Por motivos diversos, a bibliografia de Feijó é subversiva, como já tive ocasião de apontar (Guedes & Arruda, 2000). De entre os seus muitos problemas, selecciono o uso anómalo ou em situação anómala do termo “carvoeiro”. Carvoeiros e Carbonários, palavras com a mesma raiz carbono, são designações dos Bons Primos, e BB.’. PP.’. são os IIr.’. que pertencem à Maçonaria da Madeira, ou Maçonaria Florestal. Em artigo publicado n’ O Patriota, Feijó menciona a existência em Cabo Verde de umas aves a que chama “escarvoeiros”. Ninguém sabe a que aves se refere, partindo do princípio de que esteja a falar de pássaros e não a usar a língua das aves para referir os Carbonários.
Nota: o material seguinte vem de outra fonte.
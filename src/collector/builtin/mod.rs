mod context;
mod document_frequency;
mod keyword;
mod ngram;

pub use context::{ContextCollector, ContextTarget};
pub use document_frequency::{DocumentFrequencyCollector, DocumentFrequencySettings};
pub use keyword::{KeywordNGramCollector, KeywordSettings};
pub use ngram::{NGramFrequencyCollector, NGramSettings};
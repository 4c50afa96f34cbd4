//! Collector outputs and their persisted encoding.
//!
//! Artifacts are bitcode payloads framed as `[ARTIFACT_PREFIX, version, ..]`.
//! The feature-computation phase reads them back with the `read_*` helpers.

use std::collections::HashMap;
use std::fs;
use std::path::Path;

use crate::constants::collectors::{
    ARTIFACT_PREFIX, CONTEXT_TABLE_VERSION, FREQUENCY_TABLE_VERSION,
};
use crate::errors::MetaError;
use crate::types::{DocumentId, ParameterName, Term, ViewName};

/// Encoded output of one collector parameter, ready to be flushed.
#[derive(Clone, Debug, PartialEq, Eq)]
pub struct Artifact {
    /// Storage parameter this artifact belongs to.
    pub parameter: ParameterName,
    /// Encoded payload.
    pub bytes: Vec<u8>,
}

impl Artifact {
    /// Payload for the storage parameter `parameter`.
    pub fn new(parameter: impl Into<ParameterName>, bytes: Vec<u8>) -> Self {
        Self {
            parameter: parameter.into(),
            bytes,
        }
    }
}

/// One term and its count.
#[derive(Clone, Debug, PartialEq, Eq, bitcode::Encode, bitcode::Decode)]
pub struct FrequencyEntry {
    /// Term or glued n-gram.
    pub term: Term,
    /// Occurrences, or documents containing the term.
    pub count: u64,
}

/// Corpus-wide term counts (vocabularies, document frequencies).
#[derive(Clone, Debug, Default, PartialEq, Eq, bitcode::Encode, bitcode::Decode)]
pub struct FrequencyTable {
    /// Number of views scanned while counting.
    pub documents: u64,
    /// Entries ordered by descending count, then term.
    pub entries: Vec<FrequencyEntry>,
}

impl FrequencyTable {
    /// Build a table from raw counts, keeping the `top_k` most frequent terms.
    pub fn from_counts(documents: u64, counts: HashMap<Term, u64>, top_k: Option<usize>) -> Self {
        let mut entries: Vec<FrequencyEntry> = counts
            .into_iter()
            .map(|(term, count)| FrequencyEntry { term, count })
            .collect();
        entries.sort_by(|a, b| b.count.cmp(&a.count).then_with(|| a.term.cmp(&b.term)));
        if let Some(limit) = top_k {
            entries.truncate(limit);
        }
        Self { documents, entries }
    }

    /// Count recorded for `term`.
    pub fn count(&self, term: &str) -> Option<u64> {
        self.entries
            .iter()
            .find(|entry| entry.term == term)
            .map(|entry| entry.count)
    }

    /// Inverse document frequency `ln(N / df)` for `term`.
    pub fn idf(&self, term: &str) -> Option<f64> {
        let df = self.count(term)?;
        if df == 0 || self.documents == 0 {
            return None;
        }
        Some((self.documents as f64 / df as f64).ln())
    }

    /// True when no term was counted.
    pub fn is_empty(&self) -> bool {
        self.entries.is_empty()
    }

    /// Framed bitcode bytes.
    pub fn encode(&self) -> Vec<u8> {
        frame(FREQUENCY_TABLE_VERSION, bitcode::encode(self))
    }

    /// Inverse of [`FrequencyTable::encode`].
    pub fn decode(bytes: &[u8]) -> Result<Self, String> {
        let raw = unframe(FREQUENCY_TABLE_VERSION, bytes)?;
        bitcode::decode(raw).map_err(|err| format!("corrupt frequency table: {err}"))
    }
}

/// Surrounding text captured for one unit or sequence.
#[derive(Clone, Debug, PartialEq, Eq, bitcode::Encode, bitcode::Decode)]
pub struct ContextEntry {
    /// Owning document.
    pub document: DocumentId,
    /// View the unit or sequence was annotated in.
    pub view: ViewName,
    /// Position of the unit or sequence within its view.
    pub index: u64,
    /// Text before the span, whitespace flattened.
    pub left: String,
    /// Text of the span itself.
    pub covered: String,
    /// Text after the span.
    pub right: String,
}

impl ContextEntry {
    /// Key used by error analysis to join outcomes with contexts.
    ///
    /// Unit and sequence indexes restart in every view, so the view is part
    /// of the key.
    pub fn key(&self) -> String {
        format!("{}_{}_{}", self.document, self.view, self.index)
    }

    /// `left[covered]right` rendering.
    pub fn render(&self) -> String {
        format!("{}[{}]{}", self.left, self.covered, self.right)
    }
}

/// Context windows for every unit or sequence in the corpus.
#[derive(Clone, Debug, Default, PartialEq, Eq, bitcode::Encode, bitcode::Decode)]
pub struct ContextTable {
    /// Entries in scan order.
    pub entries: Vec<ContextEntry>,
}

impl ContextTable {
    /// Framed bitcode bytes.
    pub fn encode(&self) -> Vec<u8> {
        frame(CONTEXT_TABLE_VERSION, bitcode::encode(self))
    }

    /// Inverse of [`ContextTable::encode`].
    pub fn decode(bytes: &[u8]) -> Result<Self, String> {
        let raw = unframe(CONTEXT_TABLE_VERSION, bytes)?;
        bitcode::decode(raw).map_err(|err| format!("corrupt context table: {err}"))
    }
}

/// Load a frequency table written by a collector.
pub fn read_frequency_table(path: &Path) -> Result<FrequencyTable, MetaError> {
    let bytes = fs::read(path)?;
    FrequencyTable::decode(&bytes).map_err(|reason| MetaError::Artifact {
        path: path.to_path_buf(),
        reason,
    })
}

/// Load a context table written by a mode-level collector.
pub fn read_context_table(path: &Path) -> Result<ContextTable, MetaError> {
    let bytes = fs::read(path)?;
    ContextTable::decode(&bytes).map_err(|reason| MetaError::Artifact {
        path: path.to_path_buf(),
        reason,
    })
}

fn frame(version: u8, payload: Vec<u8>) -> Vec<u8> {
    let mut out = Vec::with_capacity(2 + payload.len());
    out.push(ARTIFACT_PREFIX);
    out.push(version);
    out.extend_from_slice(&payload);
    out
}

fn unframe(version: u8, bytes: &[u8]) -> Result<&[u8], String> {
    match bytes {
        [prefix, found, rest @ ..] if *prefix == ARTIFACT_PREFIX => {
            if *found != version {
                return Err(format!(
                    "artifact version mismatch: expected {version}, found {found}"
                ));
            }
            Ok(rest)
        }
        _ => Err("artifact payload missing expected prefix".into()),
    }
}
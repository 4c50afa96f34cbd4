use std::collections::hash_map::DefaultHasher;
use std::hash::{Hash, Hasher};

pub fn stable_hash_with(f: impl FnOnce(&mut DefaultHasher)) -> u64 {
    let mut hasher = DefaultHasher::new();
    f(&mut hasher);
    hasher.finish()
}

/// Hex fingerprint over ordered configuration parts.
///
/// Part boundaries are hashed too, so `["ab", "c"]` and `["a", "bc"]` differ.
/// Stable for a given toolchain; manifests written by another build may not
/// match and are then treated as stale.
pub fn fingerprint<I, S>(version: u8, parts: I) -> String
where
    I: IntoIterator<Item = S>,
    S: AsRef<str>,
{
    let hash = stable_hash_with(|hasher| {
        version.hash(hasher);
        for part in parts {
            part.as_ref().hash(hasher);
        }
    });
    format!("{hash:016x}")
}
No manuscrito intitulado “Itinerario Flosofico...”, que contém o primeiro relato conhecido de uma erupção vulcânica na ilha do Fogo, Feijó risca e emenda o topónimo “Carvoeiro”, para ora surgir a palavra “Escarboeiro”, ora “Garboeiro”. Como assinalo em nota de rodapé do artigo em que Luís Arruda e eu divulgámos parte deste ensaio, por vezes Feijó sobrepõe um C ao G, o que propicia dupla leitura, uma delas subordinada à protecção de G. A capital G, presente às vezes na iconografia, à maneira de delta radiante, anuncia a glória do GADU, Grande Arquitecto do Universo, por extenso.

 

Porém o mais notável nesta memória de Feijó é a folha de rosto, como se vê na imagem. As viagens de estudo dos naturalistas designavam-se por “Viagens Filosóficas”. O que está escrito não é isso, sim um neologismo: “Itinerario Flosofico”. O radical “flos”, ou flor, está na origem de expressões como Flos Sanctorum, Flos Medicinae, etc., mas, mais à evidência, “flosófico” significa “sábio da flor”, que o mesmo é dizer, iniciado na Maçonaria Florestal. Floresta, jardinagem, jardineiros, e sobretudo jardineiras, já que na Maçonaria Florestal há lojas femininas, são expressões de código: um dos deveres é o da transformação da floresta em jardim, isto é, o aperfeiçoamento espiritual. Para não restarem dúvidas sobre a assinatura jardineira, Feijó duplicou o sinal de reconhecimento, desenhando flores no rosto de um manuscrito que nunca poderia conter erros nem juvenis bonecadas, por se tratar de um relatório científico dirigido ao ministro da Marinha e Ultramar, Martinho de Mello e Castro.

As cinco flores aparecem dispostas de acordo com um plano de Arquitecto: em duas colunas encimadas por frontão triangular, o que faz do frontispício do ensaio uma referência à fachada do templo maçónico.